Print the listing below exactly.

Provided entries section start

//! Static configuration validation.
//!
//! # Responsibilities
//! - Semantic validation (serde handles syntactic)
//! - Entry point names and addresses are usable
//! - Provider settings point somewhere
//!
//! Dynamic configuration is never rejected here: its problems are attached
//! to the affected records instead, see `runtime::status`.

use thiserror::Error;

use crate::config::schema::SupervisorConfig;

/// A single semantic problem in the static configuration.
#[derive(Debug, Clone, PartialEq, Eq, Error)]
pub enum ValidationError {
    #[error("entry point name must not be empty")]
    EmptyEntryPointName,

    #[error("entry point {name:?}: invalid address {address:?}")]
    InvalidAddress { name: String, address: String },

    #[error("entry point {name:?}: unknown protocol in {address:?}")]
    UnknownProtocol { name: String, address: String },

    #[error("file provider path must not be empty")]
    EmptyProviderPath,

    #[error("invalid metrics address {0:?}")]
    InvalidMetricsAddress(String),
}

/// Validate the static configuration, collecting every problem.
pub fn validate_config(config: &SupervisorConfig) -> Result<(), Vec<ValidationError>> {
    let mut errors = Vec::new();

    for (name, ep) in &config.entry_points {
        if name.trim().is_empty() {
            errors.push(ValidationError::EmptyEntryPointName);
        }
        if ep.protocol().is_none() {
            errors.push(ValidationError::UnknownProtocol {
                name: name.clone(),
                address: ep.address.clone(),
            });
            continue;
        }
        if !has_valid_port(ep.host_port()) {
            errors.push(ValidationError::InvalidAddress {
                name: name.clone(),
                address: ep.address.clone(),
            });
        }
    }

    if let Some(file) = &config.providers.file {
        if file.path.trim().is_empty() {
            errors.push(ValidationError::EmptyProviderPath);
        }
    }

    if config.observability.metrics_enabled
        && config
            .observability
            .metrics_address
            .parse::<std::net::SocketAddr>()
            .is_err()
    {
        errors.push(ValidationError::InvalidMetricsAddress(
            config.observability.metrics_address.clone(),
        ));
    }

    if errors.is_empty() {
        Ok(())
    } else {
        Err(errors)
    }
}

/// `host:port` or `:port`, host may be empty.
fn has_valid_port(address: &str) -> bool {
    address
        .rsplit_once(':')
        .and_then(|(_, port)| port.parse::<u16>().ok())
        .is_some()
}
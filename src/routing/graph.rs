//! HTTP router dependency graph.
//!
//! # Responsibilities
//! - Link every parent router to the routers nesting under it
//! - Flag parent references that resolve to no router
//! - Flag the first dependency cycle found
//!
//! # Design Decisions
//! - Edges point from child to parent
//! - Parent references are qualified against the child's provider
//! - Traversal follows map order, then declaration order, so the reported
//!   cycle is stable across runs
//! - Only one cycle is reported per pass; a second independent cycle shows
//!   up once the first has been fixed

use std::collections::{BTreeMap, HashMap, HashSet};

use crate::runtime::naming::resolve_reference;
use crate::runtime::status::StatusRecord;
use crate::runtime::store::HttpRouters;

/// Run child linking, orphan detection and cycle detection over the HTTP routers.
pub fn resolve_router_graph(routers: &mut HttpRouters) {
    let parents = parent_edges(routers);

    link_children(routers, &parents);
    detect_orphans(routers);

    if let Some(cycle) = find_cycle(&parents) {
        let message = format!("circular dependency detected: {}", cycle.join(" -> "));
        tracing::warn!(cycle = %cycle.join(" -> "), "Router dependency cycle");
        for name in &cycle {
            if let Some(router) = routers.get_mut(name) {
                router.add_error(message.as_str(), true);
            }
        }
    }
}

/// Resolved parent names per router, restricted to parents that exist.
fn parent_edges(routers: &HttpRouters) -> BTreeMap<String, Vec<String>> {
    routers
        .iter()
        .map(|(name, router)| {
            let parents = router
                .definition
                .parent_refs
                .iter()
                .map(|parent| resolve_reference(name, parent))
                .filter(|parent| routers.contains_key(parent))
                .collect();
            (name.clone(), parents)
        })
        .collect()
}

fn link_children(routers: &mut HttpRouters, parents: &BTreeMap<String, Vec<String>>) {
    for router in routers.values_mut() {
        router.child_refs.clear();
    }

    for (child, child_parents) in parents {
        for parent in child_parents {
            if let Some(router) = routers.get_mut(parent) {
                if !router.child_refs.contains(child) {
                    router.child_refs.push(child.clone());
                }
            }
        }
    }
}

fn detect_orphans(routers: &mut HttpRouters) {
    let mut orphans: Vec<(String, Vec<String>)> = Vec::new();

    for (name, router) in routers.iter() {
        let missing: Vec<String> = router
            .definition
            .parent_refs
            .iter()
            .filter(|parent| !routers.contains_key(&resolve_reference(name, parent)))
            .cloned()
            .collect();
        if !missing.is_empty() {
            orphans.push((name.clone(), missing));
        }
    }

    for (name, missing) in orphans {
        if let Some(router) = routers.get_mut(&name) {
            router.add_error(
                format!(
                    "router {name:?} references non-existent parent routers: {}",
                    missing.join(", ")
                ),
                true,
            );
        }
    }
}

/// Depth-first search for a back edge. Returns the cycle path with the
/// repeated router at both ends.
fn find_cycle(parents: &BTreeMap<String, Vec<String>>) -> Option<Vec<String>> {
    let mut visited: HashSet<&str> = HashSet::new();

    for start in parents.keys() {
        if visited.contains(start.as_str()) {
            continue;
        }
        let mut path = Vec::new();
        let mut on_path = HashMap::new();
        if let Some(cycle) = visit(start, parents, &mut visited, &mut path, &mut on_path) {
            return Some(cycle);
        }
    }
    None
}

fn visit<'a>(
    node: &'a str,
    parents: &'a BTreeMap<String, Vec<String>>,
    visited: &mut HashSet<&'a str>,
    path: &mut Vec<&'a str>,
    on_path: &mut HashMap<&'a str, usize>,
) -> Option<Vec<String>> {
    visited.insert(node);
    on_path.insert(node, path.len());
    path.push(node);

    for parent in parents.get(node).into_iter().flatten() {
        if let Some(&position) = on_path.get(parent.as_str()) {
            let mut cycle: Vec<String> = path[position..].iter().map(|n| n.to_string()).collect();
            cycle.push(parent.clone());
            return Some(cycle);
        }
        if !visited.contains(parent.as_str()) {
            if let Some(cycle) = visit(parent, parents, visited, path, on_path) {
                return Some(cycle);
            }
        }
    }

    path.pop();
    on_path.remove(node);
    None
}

Provided entries section end

Task solution:
//! Static configuration validation.
//!
//! # Responsibilities
//! - Semantic validation (serde handles syntactic)
//! - Entry point names and addresses are usable
//! - Provider settings point somewhere
//!
//! Dynamic configuration is never rejected here: its problems are attached
//! to the affected records instead, see `runtime::status`.

use thiserror::Error;

use crate::config::schema::SupervisorConfig;

/// A single semantic problem in the static configuration.
#[derive(Debug, Clone, PartialEq, Eq, Error)]
pub enum ValidationError {
    #[error("entry point name must not be empty")]
    EmptyEntryPointName,

    #[error("entry point {name:?}: invalid address {address:?}")]
    InvalidAddress { name: String, address: String },

    #[error("entry point {name:?}: unknown protocol in {address:?}")]
    UnknownProtocol { name: String, address: String },

    #[error("file provider path must not be empty")]
    EmptyProviderPath,

    #[error("invalid metrics address {0:?}")]
    InvalidMetricsAddress(String),
}

/// Validate the static configuration, collecting every problem.
pub fn validate_config(config: &SupervisorConfig) -> Result<(), Vec<ValidationError>> {
    let mut errors = Vec::new();

    for (name, ep) in &config.entry_points {
        if name.trim().is_empty() {
            errors.push(ValidationError::EmptyEntryPointName);
        }
        if ep.protocol().is_none() {
            errors.push(ValidationError::UnknownProtocol {
                name: name.clone(),
                address: ep.address.clone(),
            });
            continue;
        }
        if !has_valid_port(ep.host_port()) {
            errors.push(ValidationError::InvalidAddress {
                name: name.clone(),
                address: ep.address.clone(),
            });
        }
    }

    if let Some(file) = &config.providers.file {
        if file.path.trim().is_empty() {
            errors.push(ValidationError::EmptyProviderPath);
        }
    }

    if config.observability.metrics_enabled
        && config
            .observability
            .metrics_address
            .parse::<std::net::SocketAddr>()
            .is_err()
    {
        errors.push(ValidationError::InvalidMetricsAddress(
            config.observability.metrics_address.clone(),
        ));
    }

    if errors.is_empty() {
        Ok(())
    } else {
        Err(errors)
    }
}

/// `host:port` or `:port`, host may be empty.
fn has_valid_port(address: &str) -> bool {
    address
        .rsplit_once(':')
        .and_then(|(_, port)| port.parse::<u16>().ok())
        .is_some()
}
filename src/routing/graph.rs
//! HTTP router dependency graph.
//!
//! # Responsibilities
//! - Link every parent router to the routers nesting under it
//! - Flag parent references that resolve to no router
//! - Flag the first dependency cycle found
//!
//! # Design Decisions
//! - Edges point from child to parent
//! - Parent references are qualified against the child's provider
//! - Traversal follows map order, then declaration order, so the reported
//!   cycle is stable across runs
//! - Only one cycle is reported per pass; a second independent cycle shows
//!   up once the first has been fixed

use std::collections::{BTreeMap, HashMap, HashSet};

use crate::runtime::naming::resolve_reference;
use crate::runtime::status::StatusRecord;
use crate::runtime::store::HttpRouters;

/// Run child linking, orphan detection and cycle detection over the HTTP routers.
pub fn resolve_router_graph(routers: &mut HttpRouters) {
    let parents = parent_edges(routers);

    link_children(routers, &parents);
    detect_orphans(routers);

    if let Some(cycle) = find_cycle(&parents) {
        let message = format!("circular dependency detected: {}", cycle.join(" -> "));
        tracing::warn!(cycle = %cycle.join(" -> "), "Router dependency cycle");
        for name in &cycle {
            if let Some(router) = routers.get_mut(name) {
                router.add_error(message.as_str(), true);
            }
        }
    }
}

/// Resolved parent names per router, restricted to parents that exist.
fn parent_edges(routers: &HttpRouters) -> BTreeMap<String, Vec<String>> {
    routers
        .iter()
        .map(|(name, router)| {
            let parents = router
                .definition
                .parent_refs
                .iter()
                .map(|parent| resolve_reference(name, parent))
                .filter(|parent| routers.contains_key(parent))
                .collect();
            (name.clone(), parents)
        })
        .collect()
}

fn link_children(routers: &mut HttpRouters, parents: &BTreeMap<String, Vec<String>>) {
    for router in routers.values_mut() {
        router.child_refs.clear();
    }

    for (child, child_parents) in parents {
        for parent in child_parents {
            if let Some(router) = routers.get_mut(parent) {
                if !router.child_refs.contains(child) {
                    router.child_refs.push(child.clone());
                }
            }
        }
    }
}

fn detect_orphans(routers: &mut HttpRouters) {
    let mut orphans: Vec<(String, Vec<String>)> = Vec::new();

    for (name, router) in routers.iter() {
        let missing: Vec<String> = router
            .definition
            .parent_refs
            .iter()
            .filter(|parent| !routers.contains_key(&resolve_reference(name, parent)))
            .cloned()
            .collect();
        if !missing.is_empty() {
            orphans.push((name.clone(), missing));
        }
    }

    for (name, missing) in orphans {
        if let Some(router) = routers.get_mut(&name) {
            router.add_error(
                format!(
                    "router {name:?} references non-existent parent routers: {}",
                    missing.join(", ")
                ),
                true,
            );
        }
    }
}

/// Depth-first search for a back edge. Returns the cycle path with the
/// repeated router at both ends.
fn find_cycle(parents: &BTreeMap<String, Vec<String>>) -> Option<Vec<String>> {
    let mut visited: HashSet<&str> = HashSet::new();

    for start in parents.keys() {
        if visited.contains(start.as_str()) {
            continue;
        }
        let mut path = Vec::new();
        let mut on_path = HashMap::new();
        if let Some(cycle) = visit(start, parents, &mut visited, &mut path, &mut on_path) {
            return Some(cycle);
        }
    }
    None
}

fn visit<'a>(
    node: &'a str,
    parents: &'a BTreeMap<String, Vec<String>>,
    visited: &mut HashSet<&'a str>,
    path: &mut Vec<&'a str>,
    on_path: &mut HashMap<&'a str, usize>,
) -> Option<Vec<String>> {
    visited.insert(node);
    on_path.insert(node, path.len());
    path.push(node);

    for parent in parents.get(node).into_iter().flatten() {
        if let Some(&position) = on_path.get(parent.as_str()) {
            let mut cycle: Vec<String> = path[position..].iter().map(|n| n.to_string()).collect();
            cycle.push(parent.clone());
            return Some(cycle);
        }
        if !visited.contains(parent.as_str()) {
            if let Some(cycle) = visit(parent, parents, visited, path, on_path) {
                return Some(cycle);
            }
        }
    }

    path.pop();
    on_path.remove(node);
    None
}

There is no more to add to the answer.